I've been reading New Moon, by S. Meyer. Previous entries can be found in the directory.

Chapter 7: Repetition

After school, Bella gets a stupid idea and drives to the Cullen house. She says even she doesn’t know “what the hell” she’s doing there (Bella is almost swearing!? We’re approaching a level of believability with this fucking dialogue!) but at least she gets to channel Tom Waits again for a second:

The nothingness of my dream gnawed on my nerves, a dog worrying a bone.

And she’s full of rag water and bitters and Blue Ruin, and she spills out over the side to anyone who will listen, and she’s seen it all through the yellow windows of the evening train.

Bella’s trying to suss out what could have triggered Edward’s disembodied father-spirit back in Port Rape, and her working theory is déjà-vu. Plus, she’s a little worried about the cyclical feeling she got in school today and she kind of wants to verify that Chez Cullen ever existed in the first place. It does, although the vegetation surrounding it has over-grown to a ridiculous-sounding extent—it’s been four months and Bella has to hack her way through the growth like she’s uncovering Inca ruins in the rainforest. The sight alone freaks her out enough that she doesn’t linger—she flees back to La Push and Jacob. Bella is aware of the fact that Jacob is her new numbness, her new form of distraction, but she doesn’t care—she needs her “fix.” I’m glad we at least have continuity of misguided drug metaphors in this series. Maybe Bella should just try actual drugs, huh? At least that way she won’t bring Jacob down with her. Not that I am necessarily opposed to Jacob getting blue balls.

When Bella gets to La Push she and Jacob have this weird thing where they check to make sure they still like each other. Bella, wet blanket that she is, fears that she’s no fun to be around. Jacob is worried she’s just using him to get her bikes fixed. I had a friend named Tyler who was like this—he always told me I didn’t have to hang out with him like I was doing it out of pity. Tyler came from a kind of strange family—he and his mother moved away eventually to run away from his father—but probably more importantly we were about six years old. Bella and Jacob seem REALLY YOUNG in these chapters, so much so that I feel weird about making sex jokes every 200 words (not that I am going to stop). In a few pages Jacob pulls some sodas out of a paper bag in his shed and it made me feel a thousand years old. So young, these two!

(The night Christi and I went to see The Runaways we were at a bar beforehand and this couple next to us was having a meal and drinking sodas, and I was really confused and disturbed by that. Two late-twenty-somethings drinking soda? Were they alcoholics or am I?)

They both reaffirm that they like each other as friends.

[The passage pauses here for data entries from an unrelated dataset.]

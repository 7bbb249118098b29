use crate::model::{Manifest, PageRecord, TitleClassification};
use anyhow::{Context, Result};
use std::path::Path;

pub fn load_manifest(path: &Path) -> Result<Manifest> {
    if !path.exists() {
        return Ok(Manifest::default());
    }

    let content = std::fs::read_to_string(path)
        .with_context(|| format!("failed to read manifest {}", path.display()))?;
    let manifest = serde_json::from_str(&content)
        .with_context(|| format!("failed to parse manifest {}", path.display()))?;
    Ok(manifest)
}

pub fn save_manifest(path: &Path, manifest: &Manifest) -> Result<()> {
    if let Some(parent) = path.parent() {
        std::fs::create_dir_all(parent)
            .with_context(|| format!("failed to create manifest directory {}", parent.display()))?;
    }

    let serialized = serde_json::to_string_pretty(manifest)?;
    std::fs::write(path, serialized)
        .with_context(|| format!("failed to write manifest {}", path.display()))?;
    Ok(())
}

pub fn write_records(path: &Path, records: &[PageRecord]) -> Result<()> {
    if let Some(parent) = path.parent() {
        std::fs::create_dir_all(parent)
            .with_context(|| format!("failed to create output directory {}", parent.display()))?;
    }

    let mut writer = csv::Writer::from_path(path)
        .with_context(|| format!("failed to open records file {}", path.display()))?;
    for record in records {
        writer.serialize(record)?;
    }
    writer
        .flush()
        .with_context(|| format!("failed to flush records file {}", path.display()))?;
    Ok(())
}

pub fn read_records(path: &Path) -> Result<Vec<PageRecord>> {
    let mut reader = csv::Reader::from_path(path)
        .with_context(|| format!("failed to open records file {}", path.display()))?;

    let mut records = Vec::new();
    for row in reader.deserialize() {
        let record: PageRecord =
            row.with_context(|| format!("malformed record row in {}", path.display()))?;
        records.push(record);
    }
    Ok(records)
}

pub fn write_classifications(path: &Path, rows: &[TitleClassification]) -> Result<()> {
    if let Some(parent) = path.parent() {
        std::fs::create_dir_all(parent)
            .with_context(|| format!("failed to create output directory {}", parent.display()))?;
    }

    let mut writer = csv::Writer::from_path(path)
        .with_context(|| format!("failed to open classification file {}", path.display()))?;
    for row in rows {
        writer.serialize(row)?;
    }
    writer
        .flush()
        .with_context(|| format!("failed to flush classification file {}", path.display()))?;
    Ok(())
}
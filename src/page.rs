use crate::config::ExtractConfig;
use crate::dates::{DateExtraction, DateScanner};
use anyhow::{Result, anyhow};
use scraper::{Html, Selector};
use tracing::debug;

/// Title, resolved dates, and body text scraped from one document page.
#[derive(Debug, Clone)]
pub struct PageContents {
    pub title: String,
    pub date: DateExtraction,
    pub possible_date: DateExtraction,
    pub text: String,
}

/// Scrape one page's HTML. Returns `None` for pages that are not documents:
/// no title at all, or a title carrying one of the configured skip markers.
///
/// Date resolution tries the sources in decreasing order of trust. The
/// dateline fragment speaks for the document and wins outright; the title is
/// the fallback. Only when neither yields any signal is the whole page body
/// scanned, and that result is kept apart as the possible date, because body
/// text is full of dates that are not the document's own.
pub fn scrape_page(
    html: &str,
    config: &ExtractConfig,
    scanner: &DateScanner,
) -> Result<Option<PageContents>> {
    let parsed = Html::parse_document(html);

    let title_selector =
        Selector::parse("title").map_err(|err| anyhow!("invalid title selector: {err:?}"))?;
    let Some(title_el) = parsed.select(&title_selector).next() else {
        debug!("page has no title element; skipping");
        return Ok(None);
    };
    let title = title_el.text().collect::<String>();

    if config
        .skip_title_markers
        .iter()
        .any(|marker| title.contains(marker.as_str()))
    {
        debug!(title = %title, "skipping non-document page");
        return Ok(None);
    }

    let dateline_selector = Selector::parse(&config.dateline_selector).map_err(|err| {
        anyhow!(
            "invalid dateline selector {}: {err:?}",
            config.dateline_selector
        )
    })?;
    let dateline = parsed
        .select(&dateline_selector)
        .next()
        .map(|el| el.text().collect::<String>());

    let text = parsed.root_element().text().collect::<String>();

    let from_dateline = dateline
        .as_deref()
        .map(|fragment| scanner.extract(fragment, 0))
        .unwrap_or(DateExtraction::NotFound);
    let date = if from_dateline.is_found() {
        from_dateline
    } else {
        scanner.extract(&title, 0)
    };
    let possible_date = if date.is_found() {
        DateExtraction::NotFound
    } else {
        scanner.extract(&text, 0)
    };

    Ok(Some(PageContents {
        title,
        date,
        possible_date,
        text,
    }))
}
use crate::pipeline::{ExtractOptions, IdentifyOptions, extract_books, identify_titles};
use anyhow::Result;
use serde::Serialize;
use std::path::PathBuf;
use walkdir::WalkDir;

#[derive(Debug, Clone)]
pub struct HarnessOptions {
    pub config_path: PathBuf,
    pub data_dir: PathBuf,
    pub work_dir: PathBuf,
    pub out_dir: PathBuf,
}

#[derive(Debug, Clone, Serialize)]
pub struct HarnessReport {
    pub first_run_records: usize,
    pub second_run_records: usize,
    pub pages_scanned: usize,
    pub pages_skipped: usize,
    pub dated: usize,
    pub possible_dated: usize,
    pub undated: usize,
    pub identified_rows: usize,
    pub representatives: usize,
    pub csv_files: usize,
}

/// End-to-end smoke run over an already-populated data directory: extract
/// twice to confirm the output is stable, then identify, then count what
/// landed on disk.
pub fn run_harness(options: &HarnessOptions) -> Result<HarnessReport> {
    if options.out_dir.exists() {
        std::fs::remove_dir_all(&options.out_dir)?;
    }

    let extract_options = ExtractOptions {
        config_path: options.config_path.clone(),
        data_dir: options.data_dir.clone(),
        work_dir: options.work_dir.clone(),
        out_dir: options.out_dir.clone(),
        book: None,
    };

    let first = extract_books(&extract_options)?;
    let second = extract_books(&extract_options)?;

    let identify = identify_titles(&IdentifyOptions {
        config_path: options.config_path.clone(),
        data_dir: options.data_dir.clone(),
        out_dir: options.out_dir.clone(),
        input: None,
    })?;

    let mut csv_files = 0usize;
    for entry in WalkDir::new(&options.out_dir) {
        let entry = entry?;
        if entry.file_type().is_file()
            && entry.path().extension().and_then(|s| s.to_str()) == Some("csv")
        {
            csv_files += 1;
        }
    }

    Ok(HarnessReport {
        first_run_records: first.records_written,
        second_run_records: second.records_written,
        pages_scanned: second.pages_scanned,
        pages_skipped: second.pages_skipped,
        dated: second.dated,
        possible_dated: second.possible_dated,
        undated: second.undated,
        identified_rows: identify.rows,
        representatives: identify.representatives,
        csv_files,
    })
}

To prove her dedication, Bella proposes that next time they hang out they should do something “nonmechanical.”

“Like what?” Jacob said.
“Like practice blowjobs,” I replied.


Whoops, we just entered Jacob’s imagination for a second. She actually says they should do homework at her place.

“We’ll have to start being responsible occasionally, or Billy and Charlie aren’t going to be so easy going about this.” I made a gesture indicating the two of us as a single entity. He liked that—he beamed.

Hmm, what gesture, do you think?

They make a deal to be responsible and do homework twice a week, and then there is a weird break on pages 164-165 with three stars (* * *) separating the paragraphs. It’s weird because we only jump ahead to Bella getting home that night, so there’s no huge gap in time. Furthermore, on page 168 there is another break, one paragraph is double-spaced apart from the next, and there are no stars. I don’t know why the formatting is inconsistent; that sort of thing really bugs me. If I had to guess I would say it’s because the transition on page 164-165 occurs, obviously, between pages, so without the stars you wouldn't necessarily see the break. The one on 168 happens in the middle of the page; it’s much more visually conspicuous. Why not have the stars there anyway, for the sake of consistency, though? Plus, pages 164 through 168 blow through an entire week without any breaks at all! So why bother? Maybe we’ll change fonts for no reason in a few pages.

Bella goes to work, and Mike makes an awkward pass at her.

“It’s too bad that you had to leave the movie early last week.”
I was a little confused by his train of thought. I shrugged. “I’m just a wimp, I guess.”
“What I mean is, you should go to a better movie, something you’d enjoy,” he explained.
“Oh,” I muttered, still confused.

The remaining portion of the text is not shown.